The Commodore 64 version was published in cartridge and floppy disk formats while the Atari port was available in cartridge and cassette formats. In November 1984, CBS Software signaled its intent to export its educational titles on the Commodore 64, like Ducks Ahoy!, to the United Kingdom and Europe. A few months later in January 1985, CBS announced a price reduction for several of the titles it had published, including Ducks Ahoy!.

==Reception==

The game was met with a positive reception by contemporary computer publications. Writing for Creative Computing, Betsy Staples noted that the quality of the titles, including Ducks Ahoy!, at the Consumer Electronics Show were "uniformly high". Braden Griffin of ANALOG Computing counted the game as part of CBS Software's quality educational software, calling the publisher's commitment "refreshing". He called the game "well designed", noting that preschoolers will enjoy playing while developing logical thinking, counting, and planning skills. In describing the gameplay as simple yet clever, Antic magazine reviewer Anita Malnig praised the breadth of learning the game incorporated. She finished her review with praise for the accompanying documentation, calling it "clear" and "fun". The associate editor for Compute!'s Gazette, Fred D'Ignazio, described Ducks Ahoy! as delightful, charming, and humorous.
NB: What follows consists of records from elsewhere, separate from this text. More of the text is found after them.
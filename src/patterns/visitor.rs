use crate::core::{Category, Demo, Result, Transcript};

/// Items ship with a price and weight; postage rules live in the visitors.
#[derive(Debug, Clone, Copy, PartialEq)]
pub enum Item {
    Book { price: f64, weight: f64 },
    Cd { price: f64, weight: f64 },
    Dvd { price: f64, weight: f64 },
}

pub trait PostageVisitor {
    fn visit_book(&mut self, price: f64, weight: f64);
    fn visit_cd(&mut self, price: f64, weight: f64);
    fn visit_dvd(&mut self, price: f64, weight: f64);
    fn total_postage(&self) -> f64;
}

impl Item {
    pub fn accept(&self, visitor: &mut dyn PostageVisitor) {
        match *self {
            Item::Book { price, weight } => visitor.visit_book(price, weight),
            Item::Cd { price, weight } => visitor.visit_cd(price, weight),
            Item::Dvd { price, weight } => visitor.visit_dvd(price, weight),
        }
    }
}

/// Free postage above the price threshold; otherwise weight-based rates.
#[derive(Default)]
pub struct UsPostageVisitor {
    total: f64,
}

impl PostageVisitor for UsPostageVisitor {
    fn visit_book(&mut self, price: f64, weight: f64) {
        if price < 20.0 {
            self.total += weight * 2.0;
        }
    }

    fn visit_cd(&mut self, price: f64, weight: f64) {
        if price < 20.0 {
            self.total += weight * 2.5;
        }
    }

    fn visit_dvd(&mut self, price: f64, weight: f64) {
        if price < 20.0 {
            self.total += weight * 3.0;
        }
    }

    fn total_postage(&self) -> f64 {
        self.total
    }
}

/// Same structure, higher threshold, doubled rates.
#[derive(Default)]
pub struct SouthAmericaPostageVisitor {
    total: f64,
}

impl PostageVisitor for SouthAmericaPostageVisitor {
    fn visit_book(&mut self, price: f64, weight: f64) {
        if price < 30.0 {
            self.total += weight * 2.0 * 2.0;
        }
    }

    fn visit_cd(&mut self, price: f64, weight: f64) {
        if price < 30.0 {
            self.total += weight * 2.5 * 2.0;
        }
    }

    fn visit_dvd(&mut self, price: f64, weight: f64) {
        if price < 30.0 {
            self.total += weight * 3.0 * 2.0;
        }
    }

    fn total_postage(&self) -> f64 {
        self.total
    }
}

pub fn total_postage(cart: &[Item], visitor: &mut dyn PostageVisitor) -> f64 {
    for item in cart {
        item.accept(visitor);
    }
    visitor.total_postage()
}

pub struct VisitorDemo;

impl Demo for VisitorDemo {
    fn name(&self) -> &'static str {
        "visitor"
    }

    fn category(&self) -> Category {
        Category::Behavioral
    }

    fn summary(&self) -> &'static str {
        "Regional postage visitors totaling a shopping cart"
    }

    fn run(&self, transcript: &mut Transcript) -> Result<()> {
        let cart = [
            Item::Book {
                price: 10.0,
                weight: 10.0,
            },
            Item::Cd {
                price: 20.0,
                weight: 20.0,
            },
            Item::Book {
                price: 30.0,
                weight: 30.0,
            },
            Item::Dvd {
                price: 40.0,
                weight: 40.0,
            },
        ];

        let us = total_postage(&cart, &mut UsPostageVisitor::default());
        transcript.note(format!("US cost: {}", us));

        let sa = total_postage(&cart, &mut SouthAmericaPostageVisitor::default());
        transcript.note(format!("South America cost: {}", sa));

        Ok(())
    }
}
pub mod abstract_factory;
pub mod adapter;
pub mod bridge;
pub mod builder;
pub mod chain;
pub mod command;
pub mod composite;
pub mod decorator;
pub mod facade;
pub mod factory;
pub mod flyweight;
pub mod interpreter;
pub mod prototype;
pub mod proxy;
pub mod singleton;
pub mod state;
pub mod strategy;
pub mod template;
pub mod visitor;

use crate::core::{Demo, Result};
use crate::utils::error::PatternError;

/// Every registered demo, creational first, then structural, then
/// behavioral.
pub fn registry() -> Vec<Box<dyn Demo>> {
    vec![
        Box::new(factory::FactoryDemo),
        Box::new(abstract_factory::AbstractFactoryDemo),
        Box::new(singleton::SingletonDemo),
        Box::new(builder::BuilderDemo),
        Box::new(prototype::PrototypeDemo),
        Box::new(adapter::AdapterDemo),
        Box::new(bridge::BridgeDemo),
        Box::new(composite::CompositeDemo),
        Box::new(decorator::DecoratorDemo),
        Box::new(facade::FacadeDemo),
        Box::new(flyweight::FlyweightDemo),
        Box::new(proxy::ProxyDemo),
        Box::new(chain::ChainDemo),
        Box::new(command::CommandDemo),
        Box::new(interpreter::InterpreterDemo),
        Box::new(state::StateDemo),
        Box::new(strategy::StrategyDemo),
        Box::new(template::TemplateDemo),
        Box::new(visitor::VisitorDemo),
    ]
}

/// Looks a demo up by its registered name.
pub fn find(name: &str) -> Result<Box<dyn Demo>> {
    let mut demos = registry();
    match demos.iter().position(|d| d.name() == name) {
        Some(index) => Ok(demos.swap_remove(index)),
        None => Err(PatternError::UnknownDemoError {
            name: name.to_string(),
            available: demos
                .iter()
                .map(|d| d.name())
                .collect::<Vec<_>>()
                .join(", "),
        }),
    }
}

#[cfg(test)]
mod tests {
    use super::*;
    use crate::core::Transcript;
    use std::collections::HashSet;

    #[test]
    fn test_registry_names_are_unique() {
        let names: Vec<&str> = registry().iter().map(|d| d.name()).collect();
        let unique: HashSet<&str> = names.iter().copied().collect();
        assert_eq!(names.len(), unique.len());
        assert_eq!(names.len(), 19);
    }

    #[test]
    fn test_every_demo_produces_observations() {
        for demo in registry() {
            let mut transcript = Transcript::new();
            demo.run(&mut transcript)
                .unwrap_or_else(|e| panic!("{} failed: {e}", demo.name()));
            assert!(
                !transcript.lines().is_empty(),
                "{} produced no output",
                demo.name()
            );
        }
    }

    #[test]
    fn test_find_known_and_unknown() {
        assert_eq!(find("strategy").unwrap().name(), "strategy");

        let err = find("monostate").unwrap_err();
        match err {
            PatternError::UnknownDemoError { name, available } => {
                assert_eq!(name, "monostate");
                assert!(available.contains("strategy"));
            }
            other => panic!("unexpected error: {other:?}"),
        }
    }
}
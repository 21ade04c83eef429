pub mod config;
pub mod core;
pub mod domain;
pub mod patterns;
pub mod utils;

#[cfg(feature = "cli")]
pub use config::{CliConfig, Command};

pub use config::toml_config::AtmConfig;
pub use core::chain::{DenominationHandler, DispenseChain};
pub use core::teller::Teller;
pub use domain::model::{Category, Currency, DispensedNote, Receipt, Transcript};
pub use domain::ports::{AtmConfigProvider, Demo};
pub use utils::error::{PatternError, Result};
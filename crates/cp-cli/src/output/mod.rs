//! Output formatting utilities for the CLI
//!
//! Report lines go to stdout with an `[INFO]` or `[ERROR]` tag. The tag is
//! colored only when stdout is a terminal, so piped output stays plain.

use crossterm::style::{Color, Print, ResetColor, SetForegroundColor};
use crossterm::tty::IsTty;

/// Tag for informational lines
pub const INFO_TAG: &str = "[INFO]";

/// Tag for error lines
pub const ERROR_TAG: &str = "[ERROR]";

/// Build a report line without color
pub fn format_line(tag: &str, msg: &str) -> String {
    format!("{}: {}", tag, msg)
}

fn print_tagged(tag: &str, color: Color, msg: &str) {
    let mut stdout = std::io::stdout();

    if !stdout.is_tty() {
        println!("{}", format_line(tag, msg));
        return;
    }

    let _ = crossterm::execute!(
        stdout,
        SetForegroundColor(color),
        Print(tag),
        ResetColor,
        Print(": "),
        Print(msg),
        Print("\n")
    );
}

/// Print an informational message with a cyan `[INFO]` tag
pub fn print_info(msg: &str) {
    print_tagged(INFO_TAG, Color::Cyan, msg);
}

/// Print an error message with a red `[ERROR]` tag
///
/// Errors share stdout with the informational lines so the report reads
/// in order.
pub fn print_error(msg: &str) {
    print_tagged(ERROR_TAG, Color::Red, msg);
}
In describing the gameplay, he called it "enjoyable" and noted the extra layer of challenge the hippopotamus added. Writing for MicroTimes magazine, Ute Elisabeth Van Nuys called it "delightful" and praised it for subtly teaching prediction, strategic planning, and timing to children. Antic magazine staff included the game in their annual shopping guide in December 1985 as one of the year's best products for the holiday season, noting that the title helps with fine motor coordination and counting.

Many publications praised Ducks Ahoy!s audiovisuals. Griffin stated that the music and visuals—which he called "pleasing" and "lively", respectively—added to the title's appeal. Similarly, The Video Game Updates editor Celeste Dolan felt that the "colorful graphics" and "good music" combined with the scenario to make a successful game. Malnig called the graphics "crisp" and the ducks' waddling "very amusing". D'Ignazio lauded the cohesive appeal of the game's packaging and in-game visuals. He further praised the audiovisuals for being substantive and detailed yet not overwhelming or distracting. When recommending it for the 1984 holiday season, Antic staff cited the "crisp graphics" and "cute sound effects" among the positives.

Columnists also noted the game's wide appeal across demographics. Griffin wrote that despite the younger target age, children of all ages would enjoy the game. Malnig noted that younger children could practice fine motor coordination and counting while older children could work on planning routes and predicting outcomes. She lauded the gameplay for being able to captivate both children and adults. Van Nuys commented how enjoyable the game is for toddlers and wrote that the game has mass appeal beyond its targeted demographic.